(Data records)
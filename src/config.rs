//! Menu configuration
//!
//! The navigation entries are fixed when the app starts. `MenuConfig::default()`
//! is the built-in menu; embedding hosts can supply their own as JSON.

use std::collections::HashSet;

use serde::{Deserialize, Serialize};

use crate::domain::models::{IconName, NavigationEntry};
use crate::shared::errors::{MenuError, Result};
use crate::shared::logging::{log_config_loaded, log_config_rejected};

/// Pulse lengths in milliseconds for each kind of interaction
#[derive(Debug, Clone, Copy, PartialEq, Eq, Serialize, Deserialize)]
#[serde(default)]
pub struct HapticConfig {
    /// Pointer or touch goes down on a list item
    pub press_ms: u32,
    /// A list item is activated
    pub activate_ms: u32,
    /// Backdrop or close button dismisses the sidebar
    pub dismiss_ms: u32,
}

impl Default for HapticConfig {
    fn default() -> Self {
        Self {
            press_ms: 15,
            activate_ms: 30,
            dismiss_ms: 20,
        }
    }
}

#[derive(Debug, Clone, PartialEq, Serialize, Deserialize)]
#[serde(default)]
pub struct MenuConfig {
    pub title: String,
    pub entries: Vec<NavigationEntry>,
    pub haptics: HapticConfig,
    /// Entrance animation delay between consecutive items
    pub stagger_ms: u32,
}

impl Default for MenuConfig {
    fn default() -> Self {
        Self {
            title: "Navigation Menu".to_string(),
            entries: builtin_entries(),
            haptics: HapticConfig::default(),
            stagger_ms: 60,
        }
    }
}

fn builtin_entries() -> Vec<NavigationEntry> {
    vec![
        NavigationEntry::new("home", "Info Generator", IconName::Home, "/")
            .with_description("Generate identity information"),
        NavigationEntry::new("mail", "Temporary Mailboxes", IconName::Info, "/mail")
            .with_description("Browse temporary email services"),
    ]
}

impl MenuConfig {
    /// Menu for the running app: JSON baked in through the
    /// `SIDEBAR_NAV_MENU` build-time variable, or the built-in menu.
    pub fn load() -> Self {
        match option_env!("SIDEBAR_NAV_MENU") {
            Some(json) => Self::from_json_or_default(json),
            None => {
                let config = Self::default();
                log_config_loaded(&config.title, config.entries.len());
                config
            }
        }
    }

    /// Parse and validate a JSON menu definition. Missing fields take the
    /// built-in values.
    pub fn from_json(json: &str) -> Result<Self> {
        let config: MenuConfig = serde_json::from_str(json)?;
        config.validate()?;
        Ok(config)
    }

    /// Like `from_json`, but falls back to the built-in menu on error
    pub fn from_json_or_default(json: &str) -> Self {
        match Self::from_json(json) {
            Ok(config) => {
                log_config_loaded(&config.title, config.entries.len());
                config
            }
            Err(e) => {
                log_config_rejected(&e.to_string());
                Self::default()
            }
        }
    }

    /// The menu must have at least one entry, unique ids, and no blank
    /// id, label or target.
    pub fn validate(&self) -> Result<()> {
        if self.entries.is_empty() {
            return Err(MenuError::EmptyMenu);
        }

        let mut seen = HashSet::new();
        for entry in &self.entries {
            for (field, value) in [
                ("id", &entry.id),
                ("label", &entry.label),
                ("target location", &entry.target_location),
            ] {
                if value.trim().is_empty() {
                    return Err(MenuError::BlankField { id: entry.id.clone(), field });
                }
            }
            if !seen.insert(entry.id.as_str()) {
                return Err(MenuError::DuplicateEntryId(entry.id.clone()));
            }
        }

        Ok(())
    }

    /// Entrance delay for the item at `index`
    pub fn stagger_delay_ms(&self, index: usize) -> u64 {
        index as u64 * u64::from(self.stagger_ms)
    }
}

#[cfg(test)]
mod tests {
    use super::*;

    #[test]
    fn test_default_menu_is_valid() {
        let config = MenuConfig::default();
        assert!(config.validate().is_ok());
        assert_eq!(config.title, "Navigation Menu");

        let ids: Vec<&str> = config.entries.iter().map(|e| e.id.as_str()).collect();
        assert_eq!(ids, vec!["home", "mail"]);
        assert_eq!(config.entries[0].target_location, "/");
        assert_eq!(config.entries[1].target_location, "/mail");
    }

    #[test]
    fn test_from_json_fills_missing_fields() {
        let config = MenuConfig::from_json(
            r#"{"entries":[{"id":"docs","label":"Docs","icon":"link","url":"https://docs.example"}]}"#,
        )
        .unwrap();

        assert_eq!(config.title, "Navigation Menu");
        assert_eq!(config.haptics, HapticConfig::default());
        assert_eq!(config.stagger_ms, 60);
        assert_eq!(config.entries.len(), 1);
    }

    #[test]
    fn test_partial_haptics_override() {
        let config = MenuConfig::from_json(r#"{"haptics":{"press_ms":5}}"#).unwrap();
        assert_eq!(config.haptics.press_ms, 5);
        assert_eq!(config.haptics.activate_ms, 30);
        assert_eq!(config.haptics.dismiss_ms, 20);
    }

    #[test]
    fn test_rejects_empty_menu() {
        let err = MenuConfig::from_json(r#"{"entries":[]}"#).unwrap_err();
        assert!(matches!(err, MenuError::EmptyMenu));
    }

    #[test]
    fn test_rejects_duplicate_ids() {
        let mut config = MenuConfig::default();
        config.entries.push(NavigationEntry::new("home", "Again", IconName::Home, "/again"));

        let err = config.validate().unwrap_err();
        assert!(matches!(err, MenuError::DuplicateEntryId(id) if id == "home"));
    }

    #[test]
    fn test_rejects_blank_target() {
        let mut config = MenuConfig::default();
        config.entries[1].target_location = "  ".to_string();

        let err = config.validate().unwrap_err();
        assert!(matches!(err, MenuError::BlankField { field: "target location", .. }));
    }

    #[test]
    fn test_rejects_unknown_icon() {
        let err = MenuConfig::from_json(
            r#"{"entries":[{"id":"a","label":"A","icon":"rocket","target_location":"/a"}]}"#,
        )
        .unwrap_err();
        assert!(matches!(err, MenuError::Parse(_)));
    }

    #[test]
    fn test_from_json_or_default_falls_back() {
        let config = MenuConfig::from_json_or_default("not json");
        assert_eq!(config, MenuConfig::default());
    }

    #[test]
    fn test_stagger_delay() {
        let config = MenuConfig::default();
        assert_eq!(config.stagger_delay_ms(0), 0);
        assert_eq!(config.stagger_delay_ms(3), 180);
    }
}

▶ **THE PROBLEM**:
Reproduce each line from the data that has "matches" in it.

▶ **EXERCISE ANSWER**:
        assert!(matches!(err, MenuError::EmptyMenu));
        assert!(matches!(err, MenuError::DuplicateEntryId(id) if id == "home"));
        assert!(matches!(err, MenuError::BlankField { field: "target location", .. }));
        assert!(matches!(err, MenuError::Parse(_)));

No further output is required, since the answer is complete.